Saved data entries

----

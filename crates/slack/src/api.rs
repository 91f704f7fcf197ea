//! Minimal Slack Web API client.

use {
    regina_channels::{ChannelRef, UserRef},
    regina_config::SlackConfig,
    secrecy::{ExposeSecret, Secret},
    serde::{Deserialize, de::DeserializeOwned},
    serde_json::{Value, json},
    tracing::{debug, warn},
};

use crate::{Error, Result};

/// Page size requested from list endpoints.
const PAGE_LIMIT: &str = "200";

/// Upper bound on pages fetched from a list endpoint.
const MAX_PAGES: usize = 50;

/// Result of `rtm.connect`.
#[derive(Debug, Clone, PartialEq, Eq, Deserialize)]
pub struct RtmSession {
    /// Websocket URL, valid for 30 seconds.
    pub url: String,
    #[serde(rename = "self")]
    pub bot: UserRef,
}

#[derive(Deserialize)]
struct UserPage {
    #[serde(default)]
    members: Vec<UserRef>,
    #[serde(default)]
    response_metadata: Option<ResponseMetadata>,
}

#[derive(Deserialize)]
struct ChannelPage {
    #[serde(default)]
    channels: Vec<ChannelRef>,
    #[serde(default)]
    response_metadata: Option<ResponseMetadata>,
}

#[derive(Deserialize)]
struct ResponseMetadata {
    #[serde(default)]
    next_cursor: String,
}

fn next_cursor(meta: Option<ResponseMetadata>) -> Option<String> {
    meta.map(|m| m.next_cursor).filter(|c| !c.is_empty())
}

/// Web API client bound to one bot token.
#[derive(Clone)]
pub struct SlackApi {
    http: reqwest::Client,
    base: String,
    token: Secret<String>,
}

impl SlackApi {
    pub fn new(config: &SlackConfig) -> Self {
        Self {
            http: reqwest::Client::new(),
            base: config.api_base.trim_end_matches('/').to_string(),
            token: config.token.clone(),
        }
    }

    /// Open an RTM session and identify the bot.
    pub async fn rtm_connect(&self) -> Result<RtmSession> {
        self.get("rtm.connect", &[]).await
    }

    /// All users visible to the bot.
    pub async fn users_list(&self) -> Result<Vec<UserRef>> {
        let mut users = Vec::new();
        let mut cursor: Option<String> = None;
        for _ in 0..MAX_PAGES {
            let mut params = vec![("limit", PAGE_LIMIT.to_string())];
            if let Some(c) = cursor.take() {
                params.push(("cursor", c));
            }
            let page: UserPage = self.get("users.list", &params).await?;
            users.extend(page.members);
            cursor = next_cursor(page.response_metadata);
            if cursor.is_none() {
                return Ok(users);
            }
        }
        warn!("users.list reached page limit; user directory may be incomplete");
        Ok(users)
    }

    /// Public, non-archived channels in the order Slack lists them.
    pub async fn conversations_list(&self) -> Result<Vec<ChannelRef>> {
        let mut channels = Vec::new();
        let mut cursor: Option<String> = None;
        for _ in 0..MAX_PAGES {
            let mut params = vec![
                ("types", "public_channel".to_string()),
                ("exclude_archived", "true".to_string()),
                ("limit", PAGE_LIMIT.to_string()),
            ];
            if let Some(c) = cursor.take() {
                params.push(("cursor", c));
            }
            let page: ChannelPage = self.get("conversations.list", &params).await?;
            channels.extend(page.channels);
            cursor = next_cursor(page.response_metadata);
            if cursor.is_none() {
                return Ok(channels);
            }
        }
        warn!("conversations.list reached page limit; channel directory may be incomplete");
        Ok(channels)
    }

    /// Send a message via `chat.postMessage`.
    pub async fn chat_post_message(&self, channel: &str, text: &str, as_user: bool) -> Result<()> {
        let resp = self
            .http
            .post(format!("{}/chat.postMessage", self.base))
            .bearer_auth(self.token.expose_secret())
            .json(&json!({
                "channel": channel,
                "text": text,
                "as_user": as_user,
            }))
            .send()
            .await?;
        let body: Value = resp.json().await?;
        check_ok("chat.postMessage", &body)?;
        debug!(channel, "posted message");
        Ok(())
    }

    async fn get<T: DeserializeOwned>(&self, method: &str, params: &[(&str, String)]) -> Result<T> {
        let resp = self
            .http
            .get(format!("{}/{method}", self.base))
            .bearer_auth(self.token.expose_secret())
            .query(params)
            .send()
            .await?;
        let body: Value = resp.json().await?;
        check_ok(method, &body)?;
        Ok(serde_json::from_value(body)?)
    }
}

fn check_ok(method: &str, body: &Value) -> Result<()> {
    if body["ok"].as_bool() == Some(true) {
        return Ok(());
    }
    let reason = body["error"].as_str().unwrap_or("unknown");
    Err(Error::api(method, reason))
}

----

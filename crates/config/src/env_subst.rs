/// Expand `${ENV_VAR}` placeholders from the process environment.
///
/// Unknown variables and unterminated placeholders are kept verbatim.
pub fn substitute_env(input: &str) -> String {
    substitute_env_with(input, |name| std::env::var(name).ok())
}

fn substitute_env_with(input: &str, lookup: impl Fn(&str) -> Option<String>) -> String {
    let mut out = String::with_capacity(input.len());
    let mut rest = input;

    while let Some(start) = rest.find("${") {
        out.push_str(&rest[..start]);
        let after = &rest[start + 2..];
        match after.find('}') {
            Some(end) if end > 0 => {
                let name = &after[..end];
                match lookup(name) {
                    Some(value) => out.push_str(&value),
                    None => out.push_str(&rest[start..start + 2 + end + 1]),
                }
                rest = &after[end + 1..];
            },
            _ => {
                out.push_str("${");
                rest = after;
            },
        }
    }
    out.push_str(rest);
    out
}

----

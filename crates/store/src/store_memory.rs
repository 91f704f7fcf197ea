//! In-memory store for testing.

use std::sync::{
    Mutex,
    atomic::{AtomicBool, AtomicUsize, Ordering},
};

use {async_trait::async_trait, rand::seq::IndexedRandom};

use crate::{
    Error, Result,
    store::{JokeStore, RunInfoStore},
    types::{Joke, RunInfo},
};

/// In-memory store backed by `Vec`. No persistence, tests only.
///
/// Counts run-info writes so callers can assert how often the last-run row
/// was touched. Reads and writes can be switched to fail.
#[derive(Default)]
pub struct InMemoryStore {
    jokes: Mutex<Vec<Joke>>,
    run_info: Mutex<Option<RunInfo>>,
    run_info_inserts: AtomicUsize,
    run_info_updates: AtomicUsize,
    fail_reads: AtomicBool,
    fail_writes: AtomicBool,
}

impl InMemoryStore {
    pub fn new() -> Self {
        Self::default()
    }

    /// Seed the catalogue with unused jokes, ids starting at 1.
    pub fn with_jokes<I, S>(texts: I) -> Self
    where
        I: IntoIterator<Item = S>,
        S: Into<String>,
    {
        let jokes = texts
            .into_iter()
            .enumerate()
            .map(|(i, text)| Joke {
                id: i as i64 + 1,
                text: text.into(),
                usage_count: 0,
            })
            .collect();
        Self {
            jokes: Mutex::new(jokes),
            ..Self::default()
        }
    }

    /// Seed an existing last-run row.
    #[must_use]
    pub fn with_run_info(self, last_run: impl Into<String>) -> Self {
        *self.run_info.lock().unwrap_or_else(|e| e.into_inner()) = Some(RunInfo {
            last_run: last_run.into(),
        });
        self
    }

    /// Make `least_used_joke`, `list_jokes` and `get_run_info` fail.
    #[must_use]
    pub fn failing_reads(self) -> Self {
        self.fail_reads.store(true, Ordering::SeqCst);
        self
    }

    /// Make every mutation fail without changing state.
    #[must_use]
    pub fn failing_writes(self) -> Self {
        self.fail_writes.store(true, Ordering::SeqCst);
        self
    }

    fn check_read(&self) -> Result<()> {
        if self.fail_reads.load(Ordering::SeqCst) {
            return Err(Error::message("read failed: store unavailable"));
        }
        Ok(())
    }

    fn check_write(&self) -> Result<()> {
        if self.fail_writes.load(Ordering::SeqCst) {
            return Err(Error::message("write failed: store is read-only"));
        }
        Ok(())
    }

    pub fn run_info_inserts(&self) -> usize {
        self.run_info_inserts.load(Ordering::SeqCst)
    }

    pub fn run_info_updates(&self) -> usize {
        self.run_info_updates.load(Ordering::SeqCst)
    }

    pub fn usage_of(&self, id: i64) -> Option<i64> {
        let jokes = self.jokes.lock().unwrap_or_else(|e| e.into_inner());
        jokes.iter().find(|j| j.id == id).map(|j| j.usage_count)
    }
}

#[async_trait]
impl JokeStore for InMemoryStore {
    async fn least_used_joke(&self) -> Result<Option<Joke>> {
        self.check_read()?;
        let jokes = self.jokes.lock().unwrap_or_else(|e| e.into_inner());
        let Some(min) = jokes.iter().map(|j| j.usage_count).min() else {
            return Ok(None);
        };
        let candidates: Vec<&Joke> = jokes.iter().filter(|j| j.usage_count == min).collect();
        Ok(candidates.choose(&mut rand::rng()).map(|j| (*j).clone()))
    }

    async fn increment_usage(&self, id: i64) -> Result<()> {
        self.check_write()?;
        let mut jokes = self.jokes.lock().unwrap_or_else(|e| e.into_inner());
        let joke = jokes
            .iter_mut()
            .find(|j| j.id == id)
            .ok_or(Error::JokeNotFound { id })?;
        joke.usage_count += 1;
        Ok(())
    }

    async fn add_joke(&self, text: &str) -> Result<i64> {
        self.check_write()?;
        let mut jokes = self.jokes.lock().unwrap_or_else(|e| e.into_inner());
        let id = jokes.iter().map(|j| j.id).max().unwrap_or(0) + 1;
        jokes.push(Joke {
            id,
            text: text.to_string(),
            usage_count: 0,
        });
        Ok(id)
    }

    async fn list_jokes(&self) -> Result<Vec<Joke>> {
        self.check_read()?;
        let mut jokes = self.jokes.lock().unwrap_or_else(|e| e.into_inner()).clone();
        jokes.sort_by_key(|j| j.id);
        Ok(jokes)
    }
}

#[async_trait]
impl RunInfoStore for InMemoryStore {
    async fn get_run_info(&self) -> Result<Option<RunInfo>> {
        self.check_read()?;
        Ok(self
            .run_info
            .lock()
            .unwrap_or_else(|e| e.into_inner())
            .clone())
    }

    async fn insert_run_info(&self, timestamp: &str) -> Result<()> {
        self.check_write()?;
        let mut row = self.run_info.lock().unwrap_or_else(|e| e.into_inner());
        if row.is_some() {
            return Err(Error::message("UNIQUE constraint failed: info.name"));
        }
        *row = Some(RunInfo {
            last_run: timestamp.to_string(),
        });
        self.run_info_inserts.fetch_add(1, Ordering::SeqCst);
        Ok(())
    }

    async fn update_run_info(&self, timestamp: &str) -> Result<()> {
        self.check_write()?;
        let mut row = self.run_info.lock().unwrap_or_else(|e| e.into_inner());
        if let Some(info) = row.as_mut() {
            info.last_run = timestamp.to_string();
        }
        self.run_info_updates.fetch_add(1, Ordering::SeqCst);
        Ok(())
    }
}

----

Action item:
Wherever "struct" occurs in the entries above, copy the line it sits on.

Completed exercise:
pub struct RtmSession {
struct UserPage {
struct ChannelPage {
struct ResponseMetadata {
pub struct SlackApi {
pub struct InMemoryStore {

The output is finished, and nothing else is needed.